Building sport in Calgary
Sport Calgary president and CEO, Catriona Le May Doan, said that having a professional basketball team in Calgary would inspire the next generation of athletes.
“It was said right at the beginning about being here and WinSport as a legacy facility, I live here because of that legacy, I chose to move here to train, I chose to stay here and raise my children, and this is going to be an inspiration for the next generation,” Le May Doan said.
“We need that. We need that in our world right now, we need that in our community—we need sport.”
Le May Doan said that Sport Calgary would be working with the Calgary Surge on community engagement to build sport in the city.
“We’re going to keep them busy, and these guys know it.”
Mayor Jyoti Gondek said that anytime there is more sport in Calgary, it’s a victory.
“I think people like Catriona Le May Doan will tell you that the more sport the better,” she said.
“It engages our kids, it engages our seniors, it gets everybody out and involved and it’s only ever good for the city.”
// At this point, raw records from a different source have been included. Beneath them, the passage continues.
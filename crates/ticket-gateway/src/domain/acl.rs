//! Per-organization task ACL.
//!
//! Each organization (identified by its ticket signer id) may dispatch a fixed
//! set of analysis names. The name [`WILDCARD`] allows everything and is
//! checked before any per-name lookup.

use crate::domain::error::GatewayError;
use shared_types::TaskMap;
use std::collections::{HashMap, HashSet};

/// Sentinel task name meaning "all task names allowed".
pub const WILDCARD: &str = "*";

/// Allowed task names of one organization.
#[derive(Debug, Clone, PartialEq, Eq, Default)]
pub struct OrgPolicy {
    allow_all: bool,
    allowed: HashSet<String>,
}

impl OrgPolicy {
    /// Build from the configured name list.
    pub fn new<I, S>(names: I) -> Self
    where
        I: IntoIterator<Item = S>,
        S: Into<String>,
    {
        let allowed: HashSet<String> = names.into_iter().map(Into::into).collect();
        Self {
            allow_all: allowed.contains(WILDCARD),
            allowed,
        }
    }

    /// Whether a single task name may be dispatched.
    pub fn allows(&self, name: &str) -> bool {
        self.allow_all || self.allowed.contains(name)
    }

    /// Split `requested` into allowed and disallowed analyses.
    pub fn partition(&self, requested: &TaskMap) -> Partition {
        if self.allow_all {
            return Partition {
                accepted: requested.clone(),
                rejected: TaskMap::new(),
            };
        }

        let (accepted, rejected) = requested
            .iter()
            .map(|(name, args)| (name.clone(), args.clone()))
            .partition(|(name, _)| self.allowed.contains(name));
        Partition { accepted, rejected }
    }
}

/// Result of applying an [`OrgPolicy`]: two disjoint maps whose union is the
/// requested map.
#[derive(Debug, Clone, PartialEq, Eq, Default)]
pub struct Partition {
    /// Analyses that may be dispatched.
    pub accepted: TaskMap,
    /// Analyses the organization may not request.
    pub rejected: TaskMap,
}

/// ACL for all known organizations.
#[derive(Debug, Clone, Default)]
pub struct AccessPolicy {
    organizations: HashMap<String, OrgPolicy>,
}

impl AccessPolicy {
    /// Build from the configured organization -> task-names map.
    pub fn from_allowed_tasks(allowed: &HashMap<String, Vec<String>>) -> Self {
        let organizations = allowed
            .iter()
            .map(|(org, names)| (org.clone(), OrgPolicy::new(names.iter().cloned())))
            .collect();
        Self { organizations }
    }

    /// Policy of one organization.
    ///
    /// # Errors
    ///
    /// `GatewayError::OrganizationNotAllowed` if the organization has no entry.
    pub fn policy_for(&self, signer_id: &str) -> Result<&OrgPolicy, GatewayError> {
        self.organizations
            .get(signer_id)
            .ok_or_else(|| GatewayError::OrganizationNotAllowed(signer_id.to_string()))
    }

    /// Look up the organization and partition its requested analyses.
    pub fn partition(&self, signer_id: &str, requested: &TaskMap) -> Result<Partition, GatewayError> {
        Ok(self.policy_for(signer_id)?.partition(requested))
    }

    /// Number of organizations with an ACL entry.
    pub fn organization_count(&self) -> usize {
        self.organizations.len()
    }
}

#[cfg(test)]
mod tests {
    use super::*;
    use proptest::collection::{btree_map, hash_set, vec};
    use proptest::prelude::*;

    fn requested(names: &[&str]) -> TaskMap {
        names
            .iter()
            .map(|name| (name.to_string(), vec![format!("--{name}")]))
            .collect()
    }

    fn policy(entries: &[(&str, &[&str])]) -> AccessPolicy {
        let allowed = entries
            .iter()
            .map(|(org, names)| {
                (
                    org.to_string(),
                    names.iter().map(|n| n.to_string()).collect(),
                )
            })
            .collect();
        AccessPolicy::from_allowed_tasks(&allowed)
    }

    #[test]
    fn test_unknown_organization_rejected() {
        let acl = policy(&[("acme", &["YARA"])]);
        let result = acl.partition("initech", &requested(&["YARA"]));
        assert_eq!(
            result,
            Err(GatewayError::OrganizationNotAllowed("initech".to_string()))
        );
    }

    #[test]
    fn test_wildcard_accepts_everything() {
        let acl = policy(&[("acme", &["*"])]);
        let tasks = requested(&["YARA", "PEID", "CUCKOO"]);

        let partition = acl.partition("acme", &tasks).unwrap();
        assert_eq!(partition.accepted, tasks);
        assert!(partition.rejected.is_empty());
    }

    #[test]
    fn test_wildcard_mixed_with_names() {
        let org = OrgPolicy::new(["YARA", "*"]);
        assert!(org.allows("ANYTHING"));
    }

    #[test]
    fn test_split_keeps_arguments() {
        let acl = policy(&[("acme", &["YARA"])]);
        let partition = acl
            .partition("acme", &requested(&["YARA", "PEID"]))
            .unwrap();

        assert_eq!(partition.accepted, requested(&["YARA"]));
        assert_eq!(partition.rejected, requested(&["PEID"]));
        assert_eq!(partition.rejected["PEID"], vec!["--PEID".to_string()]);
    }

    #[test]
    fn test_empty_allowed_set_rejects_all() {
        let org = OrgPolicy::new(Vec::<String>::new());
        let partition = org.partition(&requested(&["YARA"]));
        assert!(partition.accepted.is_empty());
        assert_eq!(partition.rejected.len(), 1);
    }

    fn task_name() -> impl Strategy<Value = String> {
        prop_oneof![
            Just("YARA".to_string()),
            Just("PEID".to_string()),
            Just("CUCKOO".to_string()),
            Just("ZIPMETA".to_string()),
            "[A-Z]{1,8}",
        ]
    }

    proptest! {
        #[test]
        fn prop_wildcard_accepts_full_mapping(
            tasks in btree_map(task_name(), vec("[a-z-]{0,6}", 0..3), 0..8),
        ) {
            let org = OrgPolicy::new([WILDCARD]);
            let partition = org.partition(&tasks);
            prop_assert_eq!(partition.accepted, tasks);
            prop_assert!(partition.rejected.is_empty());
        }

        #[test]
        fn prop_partition_is_exact_split(
            allowed in hash_set(task_name(), 0..5),
            tasks in btree_map(task_name(), vec("[a-z-]{0,6}", 0..3), 0..8),
        ) {
            prop_assume!(!allowed.contains(WILDCARD));
            let org = OrgPolicy::new(allowed.iter().cloned());
            let partition = org.partition(&tasks);

            for name in partition.accepted.keys() {
                prop_assert!(allowed.contains(name));
                prop_assert!(!partition.rejected.contains_key(name));
            }
            for name in partition.rejected.keys() {
                prop_assert!(!allowed.contains(name));
            }

            let mut union = partition.accepted.clone();
            union.extend(partition.rejected.clone());
            prop_assert_eq!(union, tasks);
        }
    }
}
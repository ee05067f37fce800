//! Domain types for the ticket gateway.
//!
//! Pure policy: configuration, error taxonomy, task validation, the ACL and
//! the routing table. Nothing in here performs I/O except reading the
//! configuration file.

pub mod acl;
pub mod config;
pub mod error;
pub mod routing;
pub mod validation;

// Re-exports for convenience
pub use acl::{AccessPolicy, OrgPolicy, Partition, WILDCARD};
pub use config::{ConfigError, GatewayConfig, ReconnectConfig, TimeoutConfig};
pub use error::{GatewayError, GatewayResult};
pub use routing::{Delivery, Destination, RoutingTable};
pub use validation::{is_printable, validate_task};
Details on the team and league
The game style features FIBA rules that differ somewhat from NBA and NCAA rules that Calgarians may be more familiar with.
Team colours are red and black and feature grey and white accents. The icon is a hawk with a wing shape that represents all four quadrants of the city uniting as one. The teardrop-styled graphic is a deliberate acknowledgement of the franchise’s origins as the “Nighthawks” and the team’s fans across the country.
Fans wanting to pick up a shirt or hat from the exclusive launch collection of Surge merchandise, can do so starting today at www.calgarysurge.ca.
The Canadian Elite Basketball league has 10 teams in six provinces. Seventy-one per cent of rostered players are Canadian – the highest of any pro league in the country.
So far nine CEBL players have picked up NBA contracts.
The CEBL season runs May through August.